--- SOURCE DATA ---

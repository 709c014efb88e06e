//! DNS over TCP and TLS: two-byte length framing (RFC 1035 section 4.2.2).
//!
//! On the server side every complete message is delivered on its own
//! handle, so queries on one connection can be answered out of order. A
//! connection stops reading while more than
//! [`STREAM_CLIENTS_PER_CONN`](crate::net::socket::STREAM_CLIENTS_PER_CONN)
//! of its messages are unanswered.

use std::net::SocketAddr;
use std::sync::Arc;
use std::time::Duration;

use bytes::{Buf, BufMut, Bytes, BytesMut};

use crate::error::{NetError, Result};
use crate::manager::Manager;
use crate::net::handle::{AcceptCb, ConnectCompletion, Handle};
use crate::net::socket::{Socket, SocketKind};
use crate::net::tcp::{self, ConnectRequest, ListenSpec};
use crate::net::tls::TlsContext;

/// Largest payload a two-byte length prefix can describe.
pub const MAX_DNS_MESSAGE: usize = 65535;

/// Reassembles length-prefixed messages from a byte stream.
#[derive(Debug, Default)]
pub struct DnsFramer {
    buf: BytesMut,
}

impl DnsFramer {
    pub fn new() -> Self {
        Self {
            buf: BytesMut::with_capacity(MAX_DNS_MESSAGE + 2),
        }
    }

    /// Append bytes read from the stream.
    pub fn push(&mut self, data: &[u8]) {
        self.buf.extend_from_slice(data);
    }

    pub(crate) fn buffer_mut(&mut self) -> &mut BytesMut {
        &mut self.buf
    }

    /// Next complete message, if one is buffered. Zero-length messages are
    /// returned as empty payloads.
    pub fn next_message(&mut self) -> Option<Bytes> {
        if self.buf.len() < 2 {
            return None;
        }
        let len = usize::from(u16::from_be_bytes([self.buf[0], self.buf[1]]));
        if self.buf.len() < 2 + len {
            return None;
        }
        self.buf.advance(2);
        Some(self.buf.split_to(len).freeze())
    }

    /// Bytes held that do not yet form a complete message.
    pub fn buffered(&self) -> usize {
        self.buf.len()
    }
}

/// Prefix `payload` with its length.
pub fn encode_frame(payload: &[u8]) -> Result<Bytes> {
    let len = u16::try_from(payload.len()).map_err(|_| NetError::MessageTooLarge(payload.len()))?;
    let mut frame = BytesMut::with_capacity(payload.len() + 2);
    frame.put_u16(len);
    frame.put_slice(payload);
    Ok(frame.freeze())
}

impl Manager {
    /// Listen for DNS over TCP. `recv` gets one call per message, each on a
    /// fresh handle.
    pub fn listen_tcpdns<R>(
        &self,
        iface: SocketAddr,
        recv: R,
        accept: Option<AcceptCb>,
        backlog: i32,
        quota: Option<crate::net::Quota>,
    ) -> Result<Socket>
    where
        R: Fn(&Handle, Result<&[u8]>) + Send + Sync + 'static,
    {
        tcp::listen_stream(
            self.core(),
            iface,
            backlog,
            ListenSpec {
                kind: SocketKind::TcpDns,
                accept,
                recv: Some(Arc::new(recv)),
                quota,
                tls: None,
                http: None,
            },
        )
    }

    /// Listen for DNS over TLS. A connection that negotiated the `dot` ALPN
    /// token allows zone transfers.
    pub fn listen_tlsdns<R>(
        &self,
        iface: SocketAddr,
        recv: R,
        accept: Option<AcceptCb>,
        backlog: i32,
        quota: Option<crate::net::Quota>,
        tls: &TlsContext,
    ) -> Result<Socket>
    where
        R: Fn(&Handle, Result<&[u8]>) + Send + Sync + 'static,
    {
        let tls = tls.with_alpn(&[b"dot"]);
        tcp::listen_stream(
            self.core(),
            iface,
            backlog,
            ListenSpec {
                kind: SocketKind::TlsDns,
                accept,
                recv: Some(Arc::new(recv)),
                quota,
                tls: Some(tls.acceptor()?),
                http: None,
            },
        )
    }

    /// Connect for DNS over TCP. A zero `timeout` uses the initial timeout.
    pub fn tcpdns_connect<F>(&self, local: SocketAddr, peer: SocketAddr, cb: F, timeout: Duration)
    where
        F: FnOnce(Result<Handle>) + Send + 'static,
    {
        tcp::connect_stream(
            self.core(),
            ConnectRequest {
                kind: SocketKind::TcpDns,
                local,
                peer,
                timeout,
                tls: None,
                http: None,
            },
            ConnectCompletion::new(cb),
        );
    }

    /// Connect for DNS over TLS, offering the `dot` ALPN token.
    pub fn tlsdns_connect<F>(
        &self,
        local: SocketAddr,
        peer: SocketAddr,
        cb: F,
        tls: &TlsContext,
        timeout: Duration,
    ) where
        F: FnOnce(Result<Handle>) + Send + 'static,
    {
        tcp::connect_stream(
            self.core(),
            ConnectRequest {
                kind: SocketKind::TlsDns,
                local,
                peer,
                timeout,
                tls: Some(tls.with_alpn(&[b"dot"])),
                http: None,
            },
            ConnectCompletion::new(cb),
        );
    }
}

---

■ PROBLEM
Return all entries exactly.

■ REPLY TO THE EXERCISE
repository 709c014efb88e06e
//! DNS over TCP and TLS: two-byte length framing (RFC 1035 section 4.2.2).
//!
//! On the server side every complete message is delivered on its own
//! handle, so queries on one connection can be answered out of order. A
//! connection stops reading while more than
//! [`STREAM_CLIENTS_PER_CONN`](crate::net::socket::STREAM_CLIENTS_PER_CONN)
//! of its messages are unanswered.

use std::net::SocketAddr;
use std::sync::Arc;
use std::time::Duration;

use bytes::{Buf, BufMut, Bytes, BytesMut};

use crate::error::{NetError, Result};
use crate::manager::Manager;
use crate::net::handle::{AcceptCb, ConnectCompletion, Handle};
use crate::net::socket::{Socket, SocketKind};
use crate::net::tcp::{self, ConnectRequest, ListenSpec};
use crate::net::tls::TlsContext;

/// Largest payload a two-byte length prefix can describe.
pub const MAX_DNS_MESSAGE: usize = 65535;

/// Reassembles length-prefixed messages from a byte stream.
#[derive(Debug, Default)]
pub struct DnsFramer {
    buf: BytesMut,
}

impl DnsFramer {
    pub fn new() -> Self {
        Self {
            buf: BytesMut::with_capacity(MAX_DNS_MESSAGE + 2),
        }
    }

    /// Append bytes read from the stream.
    pub fn push(&mut self, data: &[u8]) {
        self.buf.extend_from_slice(data);
    }

    pub(crate) fn buffer_mut(&mut self) -> &mut BytesMut {
        &mut self.buf
    }

    /// Next complete message, if one is buffered. Zero-length messages are
    /// returned as empty payloads.
    pub fn next_message(&mut self) -> Option<Bytes> {
        if self.buf.len() < 2 {
            return None;
        }
        let len = usize::from(u16::from_be_bytes([self.buf[0], self.buf[1]]));
        if self.buf.len() < 2 + len {
            return None;
        }
        self.buf.advance(2);
        Some(self.buf.split_to(len).freeze())
    }

    /// Bytes held that do not yet form a complete message.
    pub fn buffered(&self) -> usize {
        self.buf.len()
    }
}

/// Prefix `payload` with its length.
pub fn encode_frame(payload: &[u8]) -> Result<Bytes> {
    let len = u16::try_from(payload.len()).map_err(|_| NetError::MessageTooLarge(payload.len()))?;
    let mut frame = BytesMut::with_capacity(payload.len() + 2);
    frame.put_u16(len);
    frame.put_slice(payload);
    Ok(frame.freeze())
}

impl Manager {
    /// Listen for DNS over TCP. `recv` gets one call per message, each on a
    /// fresh handle.
    pub fn listen_tcpdns<R>(
        &self,
        iface: SocketAddr,
        recv: R,
        accept: Option<AcceptCb>,
        backlog: i32,
        quota: Option<crate::net::Quota>,
    ) -> Result<Socket>
    where
        R: Fn(&Handle, Result<&[u8]>) + Send + Sync + 'static,
    {
        tcp::listen_stream(
            self.core(),
            iface,
            backlog,
            ListenSpec {
                kind: SocketKind::TcpDns,
                accept,
                recv: Some(Arc::new(recv)),
                quota,
                tls: None,
                http: None,
            },
        )
    }

    /// Listen for DNS over TLS. A connection that negotiated the `dot` ALPN
    /// token allows zone transfers.
    pub fn listen_tlsdns<R>(
        &self,
        iface: SocketAddr,
        recv: R,
        accept: Option<AcceptCb>,
        backlog: i32,
        quota: Option<crate::net::Quota>,
        tls: &TlsContext,
    ) -> Result<Socket>
    where
        R: Fn(&Handle, Result<&[u8]>) + Send + Sync + 'static,
    {
        let tls = tls.with_alpn(&[b"dot"]);
        tcp::listen_stream(
            self.core(),
            iface,
            backlog,
            ListenSpec {
                kind: SocketKind::TlsDns,
                accept,
                recv: Some(Arc::new(recv)),
                quota,
                tls: Some(tls.acceptor()?),
                http: None,
            },
        )
    }

    /// Connect for DNS over TCP. A zero `timeout` uses the initial timeout.
    pub fn tcpdns_connect<F>(&self, local: SocketAddr, peer: SocketAddr, cb: F, timeout: Duration)
    where
        F: FnOnce(Result<Handle>) + Send + 'static,
    {
        tcp::connect_stream(
            self.core(),
            ConnectRequest {
                kind: SocketKind::TcpDns,
                local,
                peer,
                timeout,
                tls: None,
                http: None,
            },
            ConnectCompletion::new(cb),
        );
    }

    /// Connect for DNS over TLS, offering the `dot` ALPN token.
    pub fn tlsdns_connect<F>(
        &self,
        local: SocketAddr,
        peer: SocketAddr,
        cb: F,
        tls: &TlsContext,
        timeout: Duration,
    ) where
        F: FnOnce(Result<Handle>) + Send + 'static,
    {
        tcp::connect_stream(
            self.core(),
            ConnectRequest {
                kind: SocketKind::TlsDns,
                local,
                peer,
                timeout,
                tls: Some(tls.with_alpn(&[b"dot"])),
                http: None,
            },
            ConnectCompletion::new(cb),
        );
    }
}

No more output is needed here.